── Records shown ──
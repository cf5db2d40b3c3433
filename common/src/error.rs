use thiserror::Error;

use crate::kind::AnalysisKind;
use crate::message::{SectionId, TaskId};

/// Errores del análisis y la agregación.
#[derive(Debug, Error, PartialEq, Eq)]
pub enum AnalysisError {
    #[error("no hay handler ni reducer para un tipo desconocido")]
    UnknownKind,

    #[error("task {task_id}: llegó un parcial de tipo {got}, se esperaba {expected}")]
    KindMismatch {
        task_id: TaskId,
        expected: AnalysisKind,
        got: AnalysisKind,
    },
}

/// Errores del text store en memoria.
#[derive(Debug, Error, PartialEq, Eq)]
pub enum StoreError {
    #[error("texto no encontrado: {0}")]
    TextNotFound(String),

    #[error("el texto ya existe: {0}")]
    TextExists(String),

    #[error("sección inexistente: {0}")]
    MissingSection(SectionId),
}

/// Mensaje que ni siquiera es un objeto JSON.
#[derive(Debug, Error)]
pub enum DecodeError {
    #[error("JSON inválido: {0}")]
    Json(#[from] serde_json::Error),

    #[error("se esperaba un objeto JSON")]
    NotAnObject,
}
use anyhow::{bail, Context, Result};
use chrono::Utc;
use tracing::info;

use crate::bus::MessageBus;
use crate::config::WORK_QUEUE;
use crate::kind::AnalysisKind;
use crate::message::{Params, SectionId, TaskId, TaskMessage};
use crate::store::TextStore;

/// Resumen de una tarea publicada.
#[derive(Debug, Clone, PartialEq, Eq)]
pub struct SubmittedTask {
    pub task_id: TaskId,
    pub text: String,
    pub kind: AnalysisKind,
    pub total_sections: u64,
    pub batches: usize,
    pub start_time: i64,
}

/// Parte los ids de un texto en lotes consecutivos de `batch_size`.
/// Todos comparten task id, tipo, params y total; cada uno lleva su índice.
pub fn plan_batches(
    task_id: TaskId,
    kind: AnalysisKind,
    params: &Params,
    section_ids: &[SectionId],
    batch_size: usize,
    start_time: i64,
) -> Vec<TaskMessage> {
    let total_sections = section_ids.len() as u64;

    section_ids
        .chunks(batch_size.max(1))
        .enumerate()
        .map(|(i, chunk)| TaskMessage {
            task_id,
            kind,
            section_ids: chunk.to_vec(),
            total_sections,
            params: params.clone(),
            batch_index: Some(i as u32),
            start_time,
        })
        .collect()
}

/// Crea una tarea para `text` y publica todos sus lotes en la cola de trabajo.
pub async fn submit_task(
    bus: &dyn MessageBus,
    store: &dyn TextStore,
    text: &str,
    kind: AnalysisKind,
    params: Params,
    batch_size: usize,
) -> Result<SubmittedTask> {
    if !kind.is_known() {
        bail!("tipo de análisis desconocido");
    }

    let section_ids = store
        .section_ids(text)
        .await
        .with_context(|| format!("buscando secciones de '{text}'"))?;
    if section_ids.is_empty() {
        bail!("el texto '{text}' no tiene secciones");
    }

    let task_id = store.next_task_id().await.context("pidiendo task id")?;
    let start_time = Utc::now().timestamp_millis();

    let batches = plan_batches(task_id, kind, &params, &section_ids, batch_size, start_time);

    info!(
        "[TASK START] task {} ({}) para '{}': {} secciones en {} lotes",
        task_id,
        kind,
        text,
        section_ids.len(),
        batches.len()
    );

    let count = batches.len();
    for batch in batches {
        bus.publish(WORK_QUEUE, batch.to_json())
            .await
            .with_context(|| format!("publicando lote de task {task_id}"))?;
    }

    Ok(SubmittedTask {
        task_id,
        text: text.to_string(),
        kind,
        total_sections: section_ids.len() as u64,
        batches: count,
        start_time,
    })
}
───
── Records shown ──
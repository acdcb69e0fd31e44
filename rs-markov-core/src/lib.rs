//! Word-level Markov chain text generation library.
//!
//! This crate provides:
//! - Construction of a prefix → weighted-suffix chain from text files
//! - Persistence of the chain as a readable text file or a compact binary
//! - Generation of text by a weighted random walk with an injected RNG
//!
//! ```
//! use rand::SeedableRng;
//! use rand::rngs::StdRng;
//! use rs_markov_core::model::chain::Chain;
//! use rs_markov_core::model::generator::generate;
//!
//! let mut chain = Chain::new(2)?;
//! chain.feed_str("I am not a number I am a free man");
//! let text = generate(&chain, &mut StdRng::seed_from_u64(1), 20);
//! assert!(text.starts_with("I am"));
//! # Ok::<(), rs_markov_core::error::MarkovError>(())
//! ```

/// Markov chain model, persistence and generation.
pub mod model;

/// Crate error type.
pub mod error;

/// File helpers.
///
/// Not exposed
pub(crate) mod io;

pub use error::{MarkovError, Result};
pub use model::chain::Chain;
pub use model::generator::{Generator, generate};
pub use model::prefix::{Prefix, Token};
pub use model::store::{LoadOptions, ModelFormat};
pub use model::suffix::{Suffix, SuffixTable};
───
**Exercise:**
Above are the records. Print exactly, and only, the lines from the line with "repository cf5db2d40b3c3433" to the line with "use crate::config::WORK_QUEUE;", both inclusive.

**Output for this exercise:**
repository cf5db2d40b3c3433
filename common/src/error.rs
use thiserror::Error;

use crate::kind::AnalysisKind;
use crate::message::{SectionId, TaskId};

/// Errores del análisis y la agregación.
#[derive(Debug, Error, PartialEq, Eq)]
pub enum AnalysisError {
    #[error("no hay handler ni reducer para un tipo desconocido")]
    UnknownKind,

    #[error("task {task_id}: llegó un parcial de tipo {got}, se esperaba {expected}")]
    KindMismatch {
        task_id: TaskId,
        expected: AnalysisKind,
        got: AnalysisKind,
    },
}

/// Errores del text store en memoria.
#[derive(Debug, Error, PartialEq, Eq)]
pub enum StoreError {
    #[error("texto no encontrado: {0}")]
    TextNotFound(String),

    #[error("el texto ya existe: {0}")]
    TextExists(String),

    #[error("sección inexistente: {0}")]
    MissingSection(SectionId),
}

/// Mensaje que ni siquiera es un objeto JSON.
#[derive(Debug, Error)]
pub enum DecodeError {
    #[error("JSON inválido: {0}")]
    Json(#[from] serde_json::Error),

    #[error("se esperaba un objeto JSON")]
    NotAnObject,
}
use anyhow::{bail, Context, Result};
use chrono::Utc;
use tracing::info;

use crate::bus::MessageBus;
use crate::config::WORK_QUEUE;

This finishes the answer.